Ira Hyman und Kollegen spielten Studenten Musik von Lady Gaga, Beyoncé und den Beatles vor, berichtet der Spiegel. Anschließend fragten sie, wie gut die Versuchspersonen die Lieder kannten, wie gerne sie sie mochten und wie oft sie diese normalerweise hörten. Dann ließen sie die Studenten fünf Minuten lang Aufgaben lösen. Im Anschluss sollten die Probanden angeben, ob sie dabei imaginär Musik gehört hatten und wenn ja welche. Später wurde noch einmal nachgefragt, ob sich innerhalb der 24 Stunden nach dem Versuch Ohrwürmer bemerkbar gemacht hatten.

Das Ergebnis: Wenn ein Song den Versuchspersonen, gleich nachdem sie ihn gehört hatten, im Ohr blieb, kehrte dieser mit hoher Wahrscheinlichkeit innerhalb der nächsten 24 Stunden zurück. Hyman führt das auf den sogenannten Zeigarnik-Effekt zurück. Bringt man eine Sache zu Ende, hakt das Gehirn sie gewissermaßen als erledigt ab. Wird eine Aufgabe dagegen so wie bei den Studenten im Experiment unterbrochen, bleibt die Spannung erhalten, das Thema beschäftigt einen weiterhin. "Wenn der Song im Kopf läuft, ähnelt er einem aktiven Gedanken", folgert Hyman – und es sei unwahrscheinlich, dass man diesen zu Ende bringe. Schließlich kehren bei den meisten Menschen nur kurze Abschnitte von Musikstücken wieder, kaum jemand erinnert sich an vollständige Songs.

Selektive Wahrnehmung

Die Endlosschleife im Ohr ist aber nicht zwangsläufig unangenehm, fanden die Forscher heraus: Man behält sogar viel öfter Songs im Ohr, die man mag, als solche, die einen nerven. Dass Ohrwürmer landläufig als Tortur gelten, erklärt Hyman mit einer verzerrten Wahrnehmung: "Ich glaube, der Mythos des lästigen Ohrwurms beruht darauf, dass es besonders auffällt, wenn das passiert", sagt der Psychologe. Kaum jemand wird etwas dagegen haben, wenn sein Lieblingslied ihn den Tag über begleitet. In Erinnerung bleibt dagegen der nervige Song, der einen wiederholt ärgert, auch wenn das vergleichsweise selten passiert.

Frühere Studien belegten bereits, dass Menschen Lieder, in denen phasenweise Stille eingebaut wird, selbstständig ergänzen.

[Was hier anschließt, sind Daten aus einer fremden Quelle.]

//! Table sizing parameters, loadable from TOML.

use serde::{Deserialize, Serialize};

use crate::error::ConfigError;

/// Bucket count used when a config omits `initial_size`.
pub const DEFAULT_INITIAL_SIZE: usize = 16;

/// Ratio of entries to buckets above which the table doubles.
pub const DEFAULT_MAX_LOAD_FACTOR: f32 = 0.7;

/// Sizing parameters for a [`HashTable`](crate::HashTable).
///
/// ```toml
/// initial_size = 2048
/// max_load_factor = 0.7
/// ```
#[derive(Debug, Clone, Copy, PartialEq, Serialize, Deserialize)]
#[serde(default)]
pub struct TableConfig {
    /// Number of buckets allocated up front.
    pub initial_size: usize,
    /// Growth threshold, see [`DEFAULT_MAX_LOAD_FACTOR`].
    pub max_load_factor: f32,
}

impl Default for TableConfig {
    fn default() -> Self {
        Self {
            initial_size: DEFAULT_INITIAL_SIZE,
            max_load_factor: DEFAULT_MAX_LOAD_FACTOR,
        }
    }
}

impl TableConfig {
    /// Config sized for roughly `expected_entries` keys: twice as many buckets as entries, so the
    /// table stays well under the default load factor without ever resizing.
    pub fn for_capacity(expected_entries: usize) -> Self {
        Self {
            initial_size: expected_entries.saturating_mul(2).max(1),
            ..Self::default()
        }
    }

    pub fn with_max_load_factor(mut self, max_load_factor: f32) -> Self {
        self.max_load_factor = max_load_factor;
        self
    }

    /// Parse and validate a config from TOML. Missing fields fall back to the defaults.
    pub fn from_toml_str(s: &str) -> Result<Self, ConfigError> {
        let config: Self = toml::from_str(s)?;
        config.validate()?;
        Ok(config)
    }

    pub fn validate(&self) -> Result<(), ConfigError> {
        if self.initial_size == 0 {
            return Err(ConfigError::ZeroInitialSize);
        }
        if !self.max_load_factor.is_finite() || self.max_load_factor <= 0.0 {
            return Err(ConfigError::InvalidLoadFactor(self.max_load_factor));
        }
        Ok(())
    }
}
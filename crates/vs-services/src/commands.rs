//! # Input schemas
//!
//! Request payloads arrive as loosely typed `*Input` structs (every field
//! optional, exactly as a client may send them). Each one validates into a
//! fully populated command before it touches storage.

use bytes::Bytes;
use mime::Mime;
use serde::Deserialize;
use vs_core::ids::parse_optional_id;
use vs_core::query::{Filter, Page, QueryPlan, Sort};
use vs_core::{AppError, Result};

/// Public sort keys for video listings and the columns they map to.
pub const VIDEO_SORTABLE: &[(&str, &str)] = &[
    ("title", "title"),
    ("duration", "duration"),
    ("views", "views"),
    ("createdAt", "created_at"),
    ("updatedAt", "updated_at"),
];

/// Fields the free-text `query` parameter searches.
pub const VIDEO_TEXT_FIELDS: &[&str] = &["title", "description"];

/// Trims `value`; blank or missing is an `InvalidArgument` carrying `message`.
pub fn required_text(value: Option<String>, message: &str) -> Result<String> {
    value
        .map(|raw| raw.trim().to_string())
        .filter(|trimmed| !trimmed.is_empty())
        .ok_or_else(|| AppError::invalid(message))
}

#[derive(Debug, Clone, Default, Deserialize)]
pub struct PageQuery {
    pub page: Option<String>,
    pub limit: Option<String>,
}

impl PageQuery {
    pub fn to_page(&self) -> Result<Page> {
        Page::parse(self.page.as_deref(), self.limit.as_deref())
    }
}

#[derive(Debug, Clone, Default, Deserialize)]
#[serde(rename_all = "camelCase")]
pub struct VideoListQuery {
    pub page: Option<String>,
    pub limit: Option<String>,
    pub query: Option<String>,
    pub sort_by: Option<String>,
    pub sort_type: Option<String>,
    pub user_id: Option<String>,
}

impl VideoListQuery {
    pub fn to_plan(&self) -> Result<QueryPlan> {
        let owner = parse_optional_id("user", self.user_id.as_deref())?;
        let sort = Sort::parse(
            self.sort_by.as_deref(),
            self.sort_type.as_deref(),
            VIDEO_SORTABLE,
        )?;
        let page = Page::parse(self.page.as_deref(), self.limit.as_deref())?;
        Ok(QueryPlan::build(
            [
                Filter::id_equals("owner_id", owner),
                Filter::contains(VIDEO_TEXT_FIELDS, self.query.as_deref()),
            ],
            sort,
            page,
        ))
    }
}

#[derive(Debug, Clone, Default, Deserialize)]
pub struct ContentInput {
    pub content: Option<String>,
}

impl ContentInput {
    pub fn validate(self) -> Result<String> {
        required_text(self.content, "Content is required")
    }
}

#[derive(Debug, Clone, Default, Deserialize)]
#[serde(rename_all = "camelCase")]
pub struct TweetUpdateInput {
    pub new_content: Option<String>,
}

impl TweetUpdateInput {
    pub fn validate(self) -> Result<String> {
        required_text(self.new_content, "New content is required")
    }
}

#[derive(Debug, Clone, Default, Deserialize)]
pub struct PlaylistInput {
    pub name: Option<String>,
    pub description: Option<String>,
}

#[derive(Debug, Clone, PartialEq, Eq)]
pub struct PlaylistDetails {
    pub name: String,
    pub description: String,
}

impl PlaylistInput {
    pub fn validate(self) -> Result<PlaylistDetails> {
        const MESSAGE: &str = "Playlist name and description are required";
        Ok(PlaylistDetails {
            name: required_text(self.name, MESSAGE)?,
            description: required_text(self.description, MESSAGE)?,
        })
    }
}

/// One file part of a multipart request, before validation.
#[derive(Debug, Clone, Default)]
pub struct Upload {
    pub file_name: Option<String>,
    pub content_type: Option<String>,
    pub data: Bytes,
}

/// A file part whose media type has been resolved and checked.
#[derive(Debug, Clone, PartialEq)]
pub struct MediaUpload {
    pub content_type: Mime,
    pub data: Bytes,
}

impl Upload {
    /// Resolves the media type from the declared content type, falling back to
    /// the file extension, and requires its top-level type to be `expected`.
    pub fn validate(self, expected: mime::Name<'_>, label: &str) -> Result<MediaUpload> {
        if self.data.is_empty() {
            return Err(AppError::invalid(format!("{label} file is empty")));
        }
        let declared = self
            .content_type
            .as_deref()
            .and_then(|raw| raw.parse::<Mime>().ok())
            .filter(|parsed| *parsed != mime::APPLICATION_OCTET_STREAM);
        let content_type = declared
            .or_else(|| {
                self.file_name
                    .as_deref()
                    .and_then(|name| mime_guess::from_path(name).first())
            })
            .ok_or_else(|| AppError::invalid(format!("{label} file type is unknown")))?;
        if content_type.type_() != expected {
            return Err(AppError::invalid(format!(
                "{label} file must be {expected}/*, got {content_type}"
            )));
        }
        Ok(MediaUpload {
            content_type,
            data: self.data,
        })
    }
}

#[derive(Debug, Clone, Default)]
pub struct PublishVideoInput {
    pub title: Option<String>,
    pub description: Option<String>,
    pub video_file: Option<Upload>,
    pub thumbnail: Option<Upload>,
}

#[derive(Debug, Clone, PartialEq)]
pub struct PublishVideo {
    pub title: String,
    pub description: String,
    pub video_file: MediaUpload,
    pub thumbnail: MediaUpload,
}

impl PublishVideoInput {
    pub fn validate(self) -> Result<PublishVideo> {
        let title = required_text(self.title, "Title is required")?;
        let description = required_text(self.description, "Description is required")?;
        let video_file = self
            .video_file
            .ok_or_else(|| AppError::invalid("Video file is required"))?
            .validate(mime::VIDEO, "Video")?;
        let thumbnail = self
            .thumbnail
            .ok_or_else(|| AppError::invalid("Thumbnail file is required"))?
            .validate(mime::IMAGE, "Thumbnail")?;
        Ok(PublishVideo {
            title,
            description,
            video_file,
            thumbnail,
        })
    }
}

#[derive(Debug, Clone, Default)]
pub struct UpdateVideoInput {
    pub title: Option<String>,
    pub description: Option<String>,
    pub thumbnail: Option<Upload>,
}

#[derive(Debug, Clone, PartialEq)]
pub struct UpdateVideo {
    pub title: String,
    pub description: String,
    pub thumbnail: MediaUpload,
}

impl UpdateVideoInput {
    pub fn validate(self) -> Result<UpdateVideo> {
        const MESSAGE: &str = "All fields are required";
        let title = required_text(self.title, MESSAGE)?;
        let description = required_text(self.description, MESSAGE)?;
        let thumbnail = self
            .thumbnail
            .ok_or_else(|| AppError::invalid("Thumbnail file is required"))?
            .validate(mime::IMAGE, "Thumbnail")?;
        Ok(UpdateVideo {
            title,
            description,
            thumbnail,
        })
    }
}

#[cfg(test)]
mod tests {
    use super::*;
    use uuid::Uuid;
    use vs_core::query::FilterValue;

    fn upload(content_type: Option<&str>, file_name: Option<&str>) -> Upload {
        Upload {
            file_name: file_name.map(str::to_string),
            content_type: content_type.map(str::to_string),
            data: Bytes::from_static(b"\x00\x01"),
        }
    }

    #[test]
    fn required_text_trims() {
        assert_eq!(required_text(Some("  hi ".into()), "m").unwrap(), "hi");
        assert!(required_text(Some(" \t ".into()), "m").is_err());
        assert!(required_text(None, "m").is_err());
    }

    #[test]
    fn playlist_needs_both_fields() {
        let input = PlaylistInput {
            name: Some("Rust".into()),
            description: Some("   ".into()),
        };
        let err = input.validate().unwrap_err();
        assert_eq!(err.to_string(), "Playlist name and description are required");
    }

    #[test]
    fn video_list_query_builds_plan() {
        let owner = Uuid::now_v7();
        let query = VideoListQuery {
            page: Some("3".into()),
            limit: Some("5".into()),
            query: Some("borrow".into()),
            sort_by: Some("views".into()),
            sort_type: Some("desc".into()),
            user_id: Some(owner.to_string()),
        };
        let plan = query.to_plan().unwrap();
        assert_eq!(plan.skip, 10);
        assert_eq!(plan.take, 5);
        assert_eq!(plan.sort.unwrap().field, "views");
        assert_eq!(
            plan.filters[0],
            Filter::Equals {
                field: "owner_id",
                value: FilterValue::Id(owner)
            }
        );
        assert!(matches!(plan.filters[1], Filter::Contains { ref needle, .. } if needle == "borrow"));
    }

    #[test]
    fn video_list_query_rejects_bad_user_id() {
        let query = VideoListQuery {
            user_id: Some("abc".into()),
            ..Default::default()
        };
        assert_eq!(query.to_plan().unwrap_err().status_code(), 400);
    }

    #[test]
    fn upload_falls_back_to_file_extension() {
        let media = upload(Some("application/octet-stream"), Some("clip.mp4"))
            .validate(mime::VIDEO, "Video")
            .unwrap();
        assert_eq!(media.content_type.essence_str(), "video/mp4");
    }

    #[test]
    fn upload_rejects_wrong_type_and_empty_data() {
        let err = upload(Some("image/png"), None).validate(mime::VIDEO, "Video").unwrap_err();
        assert_eq!(err.status_code(), 400);

        let empty = Upload {
            data: Bytes::new(),
            ..upload(Some("video/mp4"), None)
        };
        assert!(empty.validate(mime::VIDEO, "Video").is_err());
    }

    #[test]
    fn publish_requires_both_files() {
        let input = PublishVideoInput {
            title: Some("Title".into()),
            description: Some("Desc".into()),
            video_file: Some(upload(Some("video/webm"), None)),
            thumbnail: None,
        };
        assert_eq!(input.validate().unwrap_err().to_string(), "Thumbnail file is required");
    }
}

Die Musik geht im Kopf weiter, und zwar vor allem dann, wenn man den Song gut kennt, in dem plötzlich eine Lücke klafft. Das Hirn versucht quasi, das Stück zu Ende zu bringen. Kommerzielle Musikproduzenten machen sich diesen Effekt ganz bewusst zu Nutze: Viele erfolgreiche Titel klingen mit dem Fadeout zwar aus, gehen aber nicht eigentlich zu Ende und spuken dann weiter in den Köpfen der Musikkonsumenten umher.